Venons-en à la déontologie : si la plupart des freins à la mobilité des fonctionnaires sont levés, le contrôle de celle-ci serait effectué non plus par la commission de déontologie, mais par la Haute Autorité pour la transparence de la vie publique, la HATVP, autorité administrative indépendante dont les prérogatives ont été confortées d’abord à l’Assemblée nationale, puis en commission par le Sénat. Concernant les avis, la commission des lois a fait le choix, plus respectueux des libertés publiques, de laisser à la discrétion de la HATVP la décision de leur publication.
Nous avons également souhaité contraindre explicitement la HATVP à prendre en considération la carrière des agents concernés, afin de favoriser une véritable politique de ressources humaines dans les plus hautes sphères de l’État.

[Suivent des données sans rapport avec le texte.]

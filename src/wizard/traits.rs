// Collaborator interfaces - injected into sessions so tests can observe them

use async_trait::async_trait;

use super::definition::WizardVariant;
use super::types::{Fields, Notification, Route, VerificationOutcome};

/// Screen navigation, owned by the host application
#[cfg_attr(any(test, feature = "testing"), mockall::automock)]
pub trait Navigator: Send + Sync {
    fn navigate(&self, route: &Route);
}

/// Toast-style notifications
#[cfg_attr(any(test, feature = "testing"), mockall::automock)]
pub trait Notifier: Send + Sync {
    fn notify(&self, notification: &Notification);
}

/// What the verification backend gets to see
#[derive(Debug, Clone)]
pub struct VerificationRequest {
    pub session_id: String,
    pub variant: WizardVariant,
    pub transaction_id: String,
    pub fields: Fields,
}

/// Decides the outcome of a verification once its delay has elapsed
#[async_trait]
pub trait VerificationOutcomeProvider: Send + Sync {
    async fn verify(&self, request: &VerificationRequest) -> VerificationOutcome;
}

/// Default navigator: records the request in the logs only
#[derive(Debug, Default, Clone, Copy)]
pub struct TracingNavigator;

impl Navigator for TracingNavigator {
    fn navigate(&self, route: &Route) {
        tracing::info!(route = %route, "Navigation requested");
    }
}

/// Default notifier: logs at a level matching the notification
#[derive(Debug, Default, Clone, Copy)]
pub struct TracingNotifier;

impl Notifier for TracingNotifier {
    fn notify(&self, notification: &Notification) {
        match notification.level {
            super::types::NotificationLevel::Error => tracing::warn!(
                title = %notification.title,
                description = %notification.description,
                "Notification"
            ),
            _ => tracing::info!(
                title = %notification.title,
                description = %notification.description,
                "Notification"
            ),
        }
    }
}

L’égalité professionnelle entre les femmes et les hommes a aussi été renforcée par plusieurs mesures. D’une part, un dispositif de signalement des actes de violence, de discrimination, de harcèlement moral ou sexuel et d’agissement sexiste a été instauré. D’autre part, le texte de la commission étend l’obligation de nominations équilibrées dans les emplois supérieurs et de direction de la fonction publique en élargissant le champ des emplois et des administrations concernées.
D’autres correctifs ont été apportés, comme l’exemption du jour de carence pour les femmes enceintes et le maintien des droits à avancement des agents bénéficiant d’un congé parental.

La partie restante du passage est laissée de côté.